• [RECORDS SUPPLIED]:
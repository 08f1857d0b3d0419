//! Handlers for composite outputs: paginated listing under a job, and
//! owner-scoped deletion.

use axum::extract::{Path, Query, State};
use axum::http::StatusCode;
use axum::response::IntoResponse;
use axum::Json;
use serde::Serialize;

use feedframe_core::error::CoreError;
use feedframe_core::types::{DbId, Timestamp};
use feedframe_db::models::output::{Output, OutputListQuery};
use feedframe_db::repositories::{JobRepo, OutputRepo};

use crate::error::{AppError, AppResult};
use crate::handlers::jobs::find_and_authorize;
use crate::middleware::auth::AuthUser;
use crate::response::DataResponse;
use crate::state::AppState;

// ---------------------------------------------------------------------------
// List
// ---------------------------------------------------------------------------

/// One row of the output listing.
#[derive(Debug, Serialize)]
pub struct OutputItem {
    pub id: DbId,
    pub product_id: String,
    /// Storage-relative address of the composited image; `None` when
    /// the entry failed on the most recent run.
    pub image_url: Option<String>,
    pub created_at: Timestamp,
}

impl From<Output> for OutputItem {
    fn from(output: Output) -> Self {
        Self {
            id: output.id,
            product_id: output.product_id,
            image_url: output.result_path,
            created_at: output.created_at,
        }
    }
}

/// Paginated listing payload: one bounded page plus the total match
/// count for the current filter.
#[derive(Debug, Serialize)]
pub struct OutputPage {
    pub total: i64,
    pub page: Vec<OutputItem>,
}

/// GET /api/v1/jobs/{id}/outputs?offset&limit&search
///
/// List one job's outputs newest-first, optionally filtered by a
/// case-insensitive substring of the product id.
pub async fn list_outputs(
    auth: AuthUser,
    State(state): State<AppState>,
    Path(job_id): Path<DbId>,
    Query(params): Query<OutputListQuery>,
) -> AppResult<impl IntoResponse> {
    find_and_authorize(&state.pool, job_id, &auth, "view outputs of").await?;

    let (rows, total) = OutputRepo::list(&state.pool, job_id, &params).await?;
    let page = rows.into_iter().map(OutputItem::from).collect();

    Ok(Json(DataResponse {
        data: OutputPage { total, page },
    }))
}

// ---------------------------------------------------------------------------
// Delete
// ---------------------------------------------------------------------------

/// DELETE /api/v1/outputs/{id}
///
/// Remove one output record and its backing bytes, scoped to the job
/// owner. Deleting an id that is already gone succeeds idempotently;
/// the anomaly is logged.
pub async fn delete_output(
    auth: AuthUser,
    State(state): State<AppState>,
    Path(output_id): Path<DbId>,
) -> AppResult<StatusCode> {
    let Some(output) = OutputRepo::find_by_id(&state.pool, output_id).await? else {
        tracing::warn!(output_id, "Deleting already-absent output");
        return Ok(StatusCode::NO_CONTENT);
    };

    // Ownership is carried by the job, not the output row.
    let job = JobRepo::find_by_id(&state.pool, output.job_id)
        .await?
        .ok_or(AppError::Core(CoreError::Internal(format!(
            "Output {output_id} references missing job {}",
            output.job_id
        ))))?;
    if job.owner_id != auth.user_id {
        return Err(AppError::Core(CoreError::Forbidden(
            "Cannot delete another user's output".into(),
        )));
    }

    OutputRepo::delete(&state.pool, output_id).await?;

    if let Some(ref result_path) = output.result_path {
        if let Err(e) = state.store.remove(result_path).await {
            tracing::warn!(output_id, error = %e, "Failed to remove output bytes");
        }
    }

    tracing::info!(output_id, product_id = %output.product_id, "Output deleted");

    Ok(StatusCode::NO_CONTENT)
}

• [PROBLEM REQUIREMENTS]: All of the entries above must be quoted exactly.

• [YOUR RESPONSE]:
repository 08f1857d0b3d0419
//! Handlers for composite outputs: paginated listing under a job, and
//! owner-scoped deletion.

use axum::extract::{Path, Query, State};
use axum::http::StatusCode;
use axum::response::IntoResponse;
use axum::Json;
use serde::Serialize;

use feedframe_core::error::CoreError;
use feedframe_core::types::{DbId, Timestamp};
use feedframe_db::models::output::{Output, OutputListQuery};
use feedframe_db::repositories::{JobRepo, OutputRepo};

use crate::error::{AppError, AppResult};
use crate::handlers::jobs::find_and_authorize;
use crate::middleware::auth::AuthUser;
use crate::response::DataResponse;
use crate::state::AppState;

// ---------------------------------------------------------------------------
// List
// ---------------------------------------------------------------------------

/// One row of the output listing.
#[derive(Debug, Serialize)]
pub struct OutputItem {
    pub id: DbId,
    pub product_id: String,
    /// Storage-relative address of the composited image; `None` when
    /// the entry failed on the most recent run.
    pub image_url: Option<String>,
    pub created_at: Timestamp,
}

impl From<Output> for OutputItem {
    fn from(output: Output) -> Self {
        Self {
            id: output.id,
            product_id: output.product_id,
            image_url: output.result_path,
            created_at: output.created_at,
        }
    }
}

/// Paginated listing payload: one bounded page plus the total match
/// count for the current filter.
#[derive(Debug, Serialize)]
pub struct OutputPage {
    pub total: i64,
    pub page: Vec<OutputItem>,
}

/// GET /api/v1/jobs/{id}/outputs?offset&limit&search
///
/// List one job's outputs newest-first, optionally filtered by a
/// case-insensitive substring of the product id.
pub async fn list_outputs(
    auth: AuthUser,
    State(state): State<AppState>,
    Path(job_id): Path<DbId>,
    Query(params): Query<OutputListQuery>,
) -> AppResult<impl IntoResponse> {
    find_and_authorize(&state.pool, job_id, &auth, "view outputs of").await?;

    let (rows, total) = OutputRepo::list(&state.pool, job_id, &params).await?;
    let page = rows.into_iter().map(OutputItem::from).collect();

    Ok(Json(DataResponse {
        data: OutputPage { total, page },
    }))
}

// ---------------------------------------------------------------------------
// Delete
// ---------------------------------------------------------------------------

/// DELETE /api/v1/outputs/{id}
///
/// Remove one output record and its backing bytes, scoped to the job
/// owner. Deleting an id that is already gone succeeds idempotently;
/// the anomaly is logged.
pub async fn delete_output(
    auth: AuthUser,
    State(state): State<AppState>,
    Path(output_id): Path<DbId>,
) -> AppResult<StatusCode> {
    let Some(output) = OutputRepo::find_by_id(&state.pool, output_id).await? else {
        tracing::warn!(output_id, "Deleting already-absent output");
        return Ok(StatusCode::NO_CONTENT);
    };

    // Ownership is carried by the job, not the output row.
    let job = JobRepo::find_by_id(&state.pool, output.job_id)
        .await?
        .ok_or(AppError::Core(CoreError::Internal(format!(
            "Output {output_id} references missing job {}",
            output.job_id
        ))))?;
    if job.owner_id != auth.user_id {
        return Err(AppError::Core(CoreError::Forbidden(
            "Cannot delete another user's output".into(),
        )));
    }

    OutputRepo::delete(&state.pool, output_id).await?;

    if let Some(ref result_path) = output.result_path {
        if let Err(e) = state.store.remove(result_path).await {
            tracing::warn!(output_id, error = %e, "Failed to remove output bytes");
        }
    }

    tracing::info!(output_id, product_id = %output.product_id, "Output deleted");

    Ok(StatusCode::NO_CONTENT)
}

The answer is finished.